WORK INSTRUCTION | Please find all lines containing "RecvTimeoutError" in the listing below and copy them.

──────── INPUT FOR THIS TASK ────────

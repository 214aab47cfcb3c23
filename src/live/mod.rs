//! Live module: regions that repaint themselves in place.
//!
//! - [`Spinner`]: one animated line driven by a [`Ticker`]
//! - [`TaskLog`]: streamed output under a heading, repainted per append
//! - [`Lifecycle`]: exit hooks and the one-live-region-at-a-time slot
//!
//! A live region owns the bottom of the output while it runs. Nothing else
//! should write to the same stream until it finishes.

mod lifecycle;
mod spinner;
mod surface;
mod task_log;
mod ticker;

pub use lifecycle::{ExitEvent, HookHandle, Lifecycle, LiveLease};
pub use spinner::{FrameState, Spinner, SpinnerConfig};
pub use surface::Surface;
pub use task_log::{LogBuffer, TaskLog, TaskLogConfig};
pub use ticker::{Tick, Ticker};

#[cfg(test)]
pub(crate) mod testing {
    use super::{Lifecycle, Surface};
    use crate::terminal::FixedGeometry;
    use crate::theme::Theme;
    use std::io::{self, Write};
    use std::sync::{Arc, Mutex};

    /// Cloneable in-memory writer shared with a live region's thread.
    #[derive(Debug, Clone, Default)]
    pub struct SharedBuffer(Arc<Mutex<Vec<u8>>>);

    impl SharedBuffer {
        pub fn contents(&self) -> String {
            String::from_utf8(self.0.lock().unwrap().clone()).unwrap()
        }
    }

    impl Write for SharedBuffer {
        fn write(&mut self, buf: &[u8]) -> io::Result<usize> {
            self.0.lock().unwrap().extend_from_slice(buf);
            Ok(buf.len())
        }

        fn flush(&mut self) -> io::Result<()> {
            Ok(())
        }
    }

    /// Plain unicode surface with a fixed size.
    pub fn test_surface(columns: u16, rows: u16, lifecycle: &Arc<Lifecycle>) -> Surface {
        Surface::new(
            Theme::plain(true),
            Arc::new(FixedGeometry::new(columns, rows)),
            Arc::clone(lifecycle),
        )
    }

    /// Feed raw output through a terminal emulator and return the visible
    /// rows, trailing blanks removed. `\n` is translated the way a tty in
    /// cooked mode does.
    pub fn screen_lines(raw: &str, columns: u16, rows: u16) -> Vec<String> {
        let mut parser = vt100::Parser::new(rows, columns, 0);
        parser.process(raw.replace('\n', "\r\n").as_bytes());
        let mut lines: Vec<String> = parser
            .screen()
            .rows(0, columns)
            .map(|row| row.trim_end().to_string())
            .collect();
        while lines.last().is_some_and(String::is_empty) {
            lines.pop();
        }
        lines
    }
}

────────
──────── INPUT FOR THIS TASK ────────

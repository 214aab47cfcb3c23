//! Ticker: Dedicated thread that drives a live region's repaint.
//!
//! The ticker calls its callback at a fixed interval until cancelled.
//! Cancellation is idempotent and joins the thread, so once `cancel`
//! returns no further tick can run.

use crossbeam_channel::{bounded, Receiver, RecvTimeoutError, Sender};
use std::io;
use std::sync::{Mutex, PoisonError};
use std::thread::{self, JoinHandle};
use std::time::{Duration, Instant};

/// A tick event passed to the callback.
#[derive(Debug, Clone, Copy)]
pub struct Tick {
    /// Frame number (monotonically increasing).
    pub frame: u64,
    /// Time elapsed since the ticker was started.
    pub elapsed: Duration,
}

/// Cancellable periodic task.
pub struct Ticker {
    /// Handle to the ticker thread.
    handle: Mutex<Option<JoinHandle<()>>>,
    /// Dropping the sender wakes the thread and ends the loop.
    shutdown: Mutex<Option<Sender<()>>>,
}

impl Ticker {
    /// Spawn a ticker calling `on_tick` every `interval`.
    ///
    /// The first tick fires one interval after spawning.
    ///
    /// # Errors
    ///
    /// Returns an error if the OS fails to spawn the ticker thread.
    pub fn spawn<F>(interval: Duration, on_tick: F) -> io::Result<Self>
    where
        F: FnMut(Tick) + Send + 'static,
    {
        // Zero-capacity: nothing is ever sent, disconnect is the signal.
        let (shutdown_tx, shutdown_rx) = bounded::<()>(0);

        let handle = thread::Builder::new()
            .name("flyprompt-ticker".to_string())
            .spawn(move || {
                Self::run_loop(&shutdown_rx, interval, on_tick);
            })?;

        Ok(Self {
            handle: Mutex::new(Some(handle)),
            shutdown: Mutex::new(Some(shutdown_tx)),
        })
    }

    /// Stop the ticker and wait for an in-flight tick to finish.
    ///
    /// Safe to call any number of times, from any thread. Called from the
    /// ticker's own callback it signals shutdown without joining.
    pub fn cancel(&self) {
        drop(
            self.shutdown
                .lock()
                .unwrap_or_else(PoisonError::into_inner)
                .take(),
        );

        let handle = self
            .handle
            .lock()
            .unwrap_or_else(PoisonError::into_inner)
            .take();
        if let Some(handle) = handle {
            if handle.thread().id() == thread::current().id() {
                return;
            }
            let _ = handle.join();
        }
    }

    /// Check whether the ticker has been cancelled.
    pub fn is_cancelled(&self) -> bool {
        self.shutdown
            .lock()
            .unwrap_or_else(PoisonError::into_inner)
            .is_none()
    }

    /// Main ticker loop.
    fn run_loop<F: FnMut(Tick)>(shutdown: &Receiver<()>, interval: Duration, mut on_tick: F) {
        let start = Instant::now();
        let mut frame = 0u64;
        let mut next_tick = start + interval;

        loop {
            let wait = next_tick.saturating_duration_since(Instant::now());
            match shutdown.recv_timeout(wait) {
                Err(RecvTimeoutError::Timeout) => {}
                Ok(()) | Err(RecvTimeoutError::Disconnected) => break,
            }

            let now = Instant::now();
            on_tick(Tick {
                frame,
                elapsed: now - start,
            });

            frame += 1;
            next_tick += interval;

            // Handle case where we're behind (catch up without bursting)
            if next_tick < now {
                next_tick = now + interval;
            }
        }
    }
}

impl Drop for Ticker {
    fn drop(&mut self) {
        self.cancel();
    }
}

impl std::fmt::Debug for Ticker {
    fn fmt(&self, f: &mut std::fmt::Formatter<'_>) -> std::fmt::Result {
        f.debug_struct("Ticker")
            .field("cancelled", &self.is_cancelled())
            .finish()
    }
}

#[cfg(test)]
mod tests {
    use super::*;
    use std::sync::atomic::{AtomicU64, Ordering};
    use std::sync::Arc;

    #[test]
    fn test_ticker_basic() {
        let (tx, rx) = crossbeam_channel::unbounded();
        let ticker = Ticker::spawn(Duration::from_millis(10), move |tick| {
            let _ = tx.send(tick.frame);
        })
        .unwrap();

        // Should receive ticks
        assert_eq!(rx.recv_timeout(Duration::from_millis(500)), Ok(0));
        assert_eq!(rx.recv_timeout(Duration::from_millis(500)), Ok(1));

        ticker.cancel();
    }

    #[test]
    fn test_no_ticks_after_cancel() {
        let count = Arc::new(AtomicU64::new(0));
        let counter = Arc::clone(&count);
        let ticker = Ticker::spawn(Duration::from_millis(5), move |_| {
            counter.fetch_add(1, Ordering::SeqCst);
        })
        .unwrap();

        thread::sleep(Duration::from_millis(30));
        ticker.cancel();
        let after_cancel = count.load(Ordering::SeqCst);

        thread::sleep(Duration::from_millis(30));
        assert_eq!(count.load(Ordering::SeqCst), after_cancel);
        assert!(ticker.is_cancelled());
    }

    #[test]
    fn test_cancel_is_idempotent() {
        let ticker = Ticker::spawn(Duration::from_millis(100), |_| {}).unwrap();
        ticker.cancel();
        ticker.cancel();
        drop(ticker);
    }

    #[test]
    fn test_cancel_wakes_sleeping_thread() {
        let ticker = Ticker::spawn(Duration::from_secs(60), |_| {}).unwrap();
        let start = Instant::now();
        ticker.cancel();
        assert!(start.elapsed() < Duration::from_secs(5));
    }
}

────────

RESULT OF THE EXERCISE |
use crossbeam_channel::{bounded, Receiver, RecvTimeoutError, Sender};
                Err(RecvTimeoutError::Timeout) => {}
                Ok(()) | Err(RecvTimeoutError::Disconnected) => break,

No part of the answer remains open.